Give back an exact copy of the lines in the records below, from the line that has "has no permission" through the line that has "pub struct SynthesisResult", and nothing besides.

[Stored items from a collection]

-------------------------

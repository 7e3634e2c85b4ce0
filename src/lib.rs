//! Interactive docking layout engine.
//!
//! A [`DockTree`] holds every dockable of an application layout: proportional splits, tab
//! groups, MDI document areas, pinned and hidden tools, and floating windows. The
//! [`DockManager`] applies docking operations to it atomically, [`layout::arrange`] turns it
//! into rectangles, and the [`DockController`] drives drag-and-drop docking from pointer input.
//!
//! Rendering is left to the host; `egui` is used for its geometry types.

#![forbid(unsafe_code)]

pub mod behavior;
pub mod debug;
pub mod drag;
pub mod error;
pub mod layout;
pub mod manager;
pub mod mdi;
pub mod model;
pub mod options;

pub use behavior::{CloningBehavior, DefaultBehavior, DockBehavior};
pub use debug::DebugEventLog;
pub use drag::{DockController, DragOutcome, PointerEvent, PointerEventKind, SurfaceRegistry};
pub use error::DockError;
pub use manager::DockManager;
pub use mdi::{ClassicMdiLayout, MdiLayoutManager};
pub use model::{DockBuilder, DockOperation, DockTree, DockableId, DragAction};
pub use options::{DockOptions, MdiOptions};
//! Drop zones of a hovered dock and the hit-test that picks one.

use egui::{Pos2, Rect, Vec2};

use crate::model::{DockOperation, DragAction};
use crate::options::DockOptions;

/// A hit region and the operation it stands for.
#[derive(Clone, Copy, Debug, PartialEq)]
pub struct DropZone {
    pub operation: DockOperation,
    pub rect: Rect,
}

/// Zones of a drop target in priority order: corners, then edges, then fill.
///
/// Edge bands span the full side (corners overlap them and come first); fill covers the whole
/// target. Corners are only produced with [`DockOptions::corner_zones`].
pub fn drop_zones(target: Rect, options: &DockOptions) -> Vec<DropZone> {
    if !is_usable(target) {
        return Vec::new();
    }
    let band = options.edge_band(target.size());
    let mut zones = Vec::with_capacity(9);

    if options.corner_zones {
        let corner = Vec2::splat(band);
        let corners = [
            (DockOperation::TopLeft, target.left_top()),
            (DockOperation::TopRight, target.right_top() - Vec2::new(band, 0.0)),
            (DockOperation::BottomLeft, target.left_bottom() - Vec2::new(0.0, band)),
            (DockOperation::BottomRight, target.right_bottom() - corner),
        ];
        zones.extend(corners.into_iter().map(|(operation, min)| DropZone {
            operation,
            rect: Rect::from_min_size(min, corner),
        }));
    }

    zones.extend([
        DropZone {
            operation: DockOperation::Left,
            rect: Rect::from_min_max(target.min, Pos2::new(target.left() + band, target.bottom())),
        },
        DropZone {
            operation: DockOperation::Right,
            rect: Rect::from_min_max(Pos2::new(target.right() - band, target.top()), target.max),
        },
        DropZone {
            operation: DockOperation::Top,
            rect: Rect::from_min_max(target.min, Pos2::new(target.right(), target.top() + band)),
        },
        DropZone {
            operation: DockOperation::Bottom,
            rect: Rect::from_min_max(Pos2::new(target.left(), target.bottom() - band), target.max),
        },
        DropZone {
            operation: DockOperation::Fill,
            rect: target,
        },
    ]);
    zones
}

/// The operation a drop at `point` onto `target` would perform.
///
/// Walks [`drop_zones`] in priority order and returns the first zone containing `point` that is
/// both `visible` and accepted by `validate`. [`DockOperation::None`] if none qualifies.
pub fn get_dock_operation(
    point: Pos2,
    target: Rect,
    options: &DockOptions,
    action: DragAction,
    mut validate: impl FnMut(DockOperation, DragAction) -> bool,
    mut visible: impl FnMut(DockOperation) -> bool,
) -> DockOperation {
    if !point.is_finite() {
        return DockOperation::None;
    }
    drop_zones(target, options)
        .into_iter()
        .filter(|zone| zone.rect.contains(point))
        .find(|zone| visible(zone.operation) && validate(zone.operation, action))
        .map_or(DockOperation::None, |zone| zone.operation)
}

/// How far `point` lies outside `rect` (zero inside).
pub fn overshoot(rect: Rect, point: Pos2) -> f32 {
    let dx = (rect.left() - point.x).max(point.x - rect.right()).max(0.0);
    let dy = (rect.top() - point.y).max(point.y - rect.bottom()).max(0.0);
    dx.max(dy)
}

fn is_usable(rect: Rect) -> bool {
    rect.is_finite() && rect.width() > 0.0 && rect.height() > 0.0
}
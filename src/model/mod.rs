//! The dock tree: an arena of [`Dockable`]s keyed by [`DockableId`].
//!
//! The tree owns dockables by containment in a container's `visible` list (or a root's
//! pinned/hidden lists, or a window's layout). `owner` and `original_owner` are lookup-only
//! back references.

use std::collections::BTreeMap;

mod builder;
mod dockable;
mod events;
pub mod integrity;
mod tree;
mod types;

#[cfg(test)]
mod model_tests;

pub use builder::{DockBuilder, DockNodeId, SplitDirection};
pub use dockable::{
    DockCapabilities, DockContainer, DockKind, DockWindow, Dockable, DockableBounds, DockableKind,
    NavigationHistory, PinnedDockables, RootState, Splitter,
};
pub use events::DockEvent;
pub use tree::Location;
pub use types::{
    DockOperation, DockOperationMask, DockableId, DocumentLayout, DragAction, Orientation,
    PinnedAlignment, WindowId,
};

/// All dockables of one application layout: the main root, its floating windows' roots,
/// and everything below them.
#[derive(Clone, Debug)]
pub struct DockTree<C> {
    dockables: BTreeMap<DockableId, Dockable<C>>,
    root: Option<DockableId>,
    next_id: u64,
    next_window_id: u64,
    events: Vec<DockEvent>,
}

impl<C> Default for DockTree<C> {
    fn default() -> Self {
        Self {
            dockables: BTreeMap::new(),
            root: None,
            next_id: 1,
            next_window_id: 1,
            events: Vec::new(),
        }
    }
}

impl<C> DockTree<C> {
    pub fn new() -> Self {
        Self::default()
    }

    /// The main root dock.
    pub fn root(&self) -> Option<DockableId> {
        self.root
    }

    pub fn get(&self, id: DockableId) -> Option<&Dockable<C>> {
        self.dockables.get(&id)
    }

    pub fn get_mut(&mut self, id: DockableId) -> Option<&mut Dockable<C>> {
        self.dockables.get_mut(&id)
    }

    pub fn contains(&self, id: DockableId) -> bool {
        self.dockables.contains_key(&id)
    }

    pub fn len(&self) -> usize {
        self.dockables.len()
    }

    pub fn is_empty(&self) -> bool {
        self.dockables.is_empty()
    }

    /// All ids in ascending order.
    pub fn ids(&self) -> impl Iterator<Item = DockableId> + '_ {
        self.dockables.keys().copied()
    }

    pub fn iter(&self) -> impl Iterator<Item = &Dockable<C>> + '_ {
        self.dockables.values()
    }

    pub fn container(&self, id: DockableId) -> Option<&DockContainer> {
        self.get(id)?.container()
    }

    pub fn container_mut(&mut self, id: DockableId) -> Option<&mut DockContainer> {
        self.get_mut(id)?.container_mut()
    }

    /// The `visible` list of a container, or an empty slice.
    pub fn children(&self, id: DockableId) -> &[DockableId] {
        self.container(id).map_or(&[], |c| c.visible.as_slice())
    }

    /// Children that are not splitters.
    pub fn content_children(&self, id: DockableId) -> Vec<DockableId> {
        self.children(id)
            .iter()
            .copied()
            .filter(|&c| self.get(c).is_some_and(|d| !d.is_splitter()))
            .collect()
    }

    pub fn owner(&self, id: DockableId) -> Option<DockableId> {
        self.get(id)?.owner
    }

    pub fn active(&self, dock: DockableId) -> Option<DockableId> {
        self.container(dock)?.active
    }

    /// Queued change notifications, oldest first.
    pub fn events(&self) -> &[DockEvent] {
        &self.events
    }

    pub fn drain_events(&mut self) -> Vec<DockEvent> {
        std::mem::take(&mut self.events)
    }

    pub(crate) fn emit(&mut self, event: DockEvent) {
        self.events.push(event);
    }

    pub(crate) fn dockables_mut(&mut self) -> &mut BTreeMap<DockableId, Dockable<C>> {
        &mut self.dockables
    }
}
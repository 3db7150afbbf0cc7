//! # TTS Types
//!
//! Общие типы данных и определения ошибок для конвейера синтеза речи:
//! запрос, результат, конфигурация клиента и таксономия ошибок.

use std::path::PathBuf;
use std::time::Duration;

use serde::{Deserialize, Serialize};

/// Errors raised by the synthesis pipeline.
#[derive(Debug, thiserror::Error)]
pub enum TtsError {
    #[error("API key is not configured: {0}")]
    Configuration(String),

    #[error("Text to synthesize is empty")]
    EmptyText,

    #[error("Rate limit exceeded after {attempts} attempts, wait a minute and try again")]
    RateLimitExceeded { attempts: u32 },

    #[error("API key has no permission to use TTS: {0}")]
    PermissionDenied(String),

    #[error("Provider error ({status}): {body}")]
    Provider { status: u16, body: String },

    #[error("No audio data in response")]
    NoAudioData,

    #[error("Invalid provider response: {0}")]
    InvalidResponse(String),

    #[error("HTTP error: {0}")]
    Http(#[from] reqwest::Error),

    #[error("Audio file not found: {0}")]
    FileNotFound(PathBuf),

    #[error("Playback failed: {0}")]
    Playback(String),

    #[error("I/O error: {0}")]
    Io(#[from] std::io::Error),
}

/// Тип Result для всего TTS конвейера
pub type Result<T> = std::result::Result<T, TtsError>;

/// A single synthesis job as submitted by the caller.
#[derive(Debug, Clone, Serialize, Deserialize)]
pub struct SynthesisRequest {
    /// Текст для озвучивания
    pub text: String,
    /// Идентификатор голоса из каталога (`sulafat`, `puck`, ...)
    #[serde(rename = "voice")]
    pub voice_id: String,
    /// Ключ региона (`bac`, `hue`, `sai-gon`, ...)
    #[serde(rename = "accent")]
    pub accent_id: String,
    /// Carried through from the UI, not sent to the provider.
    #[serde(default, skip_serializing_if = "Option::is_none")]
    pub speed: Option<f32>,
    /// Carried through from the UI, not sent to the provider.
    #[serde(default, skip_serializing_if = "Option::is_none")]
    pub pitch: Option<f32>,
}

impl SynthesisRequest {
    pub fn new(
        text: impl Into<String>,
        voice_id: impl Into<String>,
        accent_id: impl Into<String>,
    ) -> Self {
        Self {
            text: text.into(),
            voice_id: voice_id.into(),
            accent_id: accent_id.into(),
            speed: None,
            pitch: None,
        }
    }
}

/// Outcome of a successful synthesis. Written once, never mutated.
#[derive(Debug, Clone, PartialEq, Serialize)]
#[serde(rename_all = "camelCase")]
pub struct SynthesisResult {
    pub audio_path: PathBuf,
    /// Estimated duration in seconds, derived from the text length.
    pub duration: f64,
}

/// Конфигурация клиента Gemini TTS
#[derive(Clone, Debug)]
pub struct TtsConfig {
    /// Адрес API без завершающего слэша
    pub base_url: String,
    /// Модель генерации речи
    pub model: String,
    /// Каталог для сохранения сгенерированных WAV-файлов
    pub output_dir: PathBuf,
    /// Максимальное число попыток при ответе 429
    pub max_attempts: u32,
    /// Base of the linear backoff: attempt `n` waits `n * retry_base_delay`.
    pub retry_base_delay: Duration,
}

pub const DEFAULT_BASE_URL: &str = "https://generativelanguage.googleapis.com";
pub const DEFAULT_MODEL: &str = "gemini-2.5-flash-preview-tts";
pub const DEFAULT_MAX_ATTEMPTS: u32 = 3;
pub const DEFAULT_RETRY_BASE_DELAY: Duration = Duration::from_millis(5000);

impl Default for TtsConfig {
    fn default() -> Self {
        Self {
            base_url: DEFAULT_BASE_URL.to_string(),
            model: DEFAULT_MODEL.to_string(),
            output_dir: std::env::temp_dir().join("vietvoice").join("output"),
            max_attempts: DEFAULT_MAX_ATTEMPTS,
            retry_base_delay: DEFAULT_RETRY_BASE_DELAY,
        }
    }
}

impl TtsConfig {
    /// Delay to wait before the attempt with zero-based index `attempt`.
    /// The first attempt never waits; the second waits `2 * base`, the third `3 * base`.
    pub fn retry_delay(&self, attempt: u32) -> Duration {
        if attempt == 0 {
            Duration::ZERO
        } else {
            self.retry_base_delay * (attempt + 1)
        }
    }
}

-------------------------

> [Written solution]:
    #[error("API key has no permission to use TTS: {0}")]
    PermissionDenied(String),

    #[error("Provider error ({status}): {body}")]
    Provider { status: u16, body: String },

    #[error("No audio data in response")]
    NoAudioData,

    #[error("Invalid provider response: {0}")]
    InvalidResponse(String),

    #[error("HTTP error: {0}")]
    Http(#[from] reqwest::Error),

    #[error("Audio file not found: {0}")]
    FileNotFound(PathBuf),

    #[error("Playback failed: {0}")]
    Playback(String),

    #[error("I/O error: {0}")]
    Io(#[from] std::io::Error),
}

/// Тип Result для всего TTS конвейера
pub type Result<T> = std::result::Result<T, TtsError>;

/// A single synthesis job as submitted by the caller.
#[derive(Debug, Clone, Serialize, Deserialize)]
pub struct SynthesisRequest {
    /// Текст для озвучивания
    pub text: String,
    /// Идентификатор голоса из каталога (`sulafat`, `puck`, ...)
    #[serde(rename = "voice")]
    pub voice_id: String,
    /// Ключ региона (`bac`, `hue`, `sai-gon`, ...)
    #[serde(rename = "accent")]
    pub accent_id: String,
    /// Carried through from the UI, not sent to the provider.
    #[serde(default, skip_serializing_if = "Option::is_none")]
    pub speed: Option<f32>,
    /// Carried through from the UI, not sent to the provider.
    #[serde(default, skip_serializing_if = "Option::is_none")]
    pub pitch: Option<f32>,
}

impl SynthesisRequest {
    pub fn new(
        text: impl Into<String>,
        voice_id: impl Into<String>,
        accent_id: impl Into<String>,
    ) -> Self {
        Self {
            text: text.into(),
            voice_id: voice_id.into(),
            accent_id: accent_id.into(),
            speed: None,
            pitch: None,
        }
    }
}

/// Outcome of a successful synthesis. Written once, never mutated.
#[derive(Debug, Clone, PartialEq, Serialize)]
#[serde(rename_all = "camelCase")]
pub struct SynthesisResult {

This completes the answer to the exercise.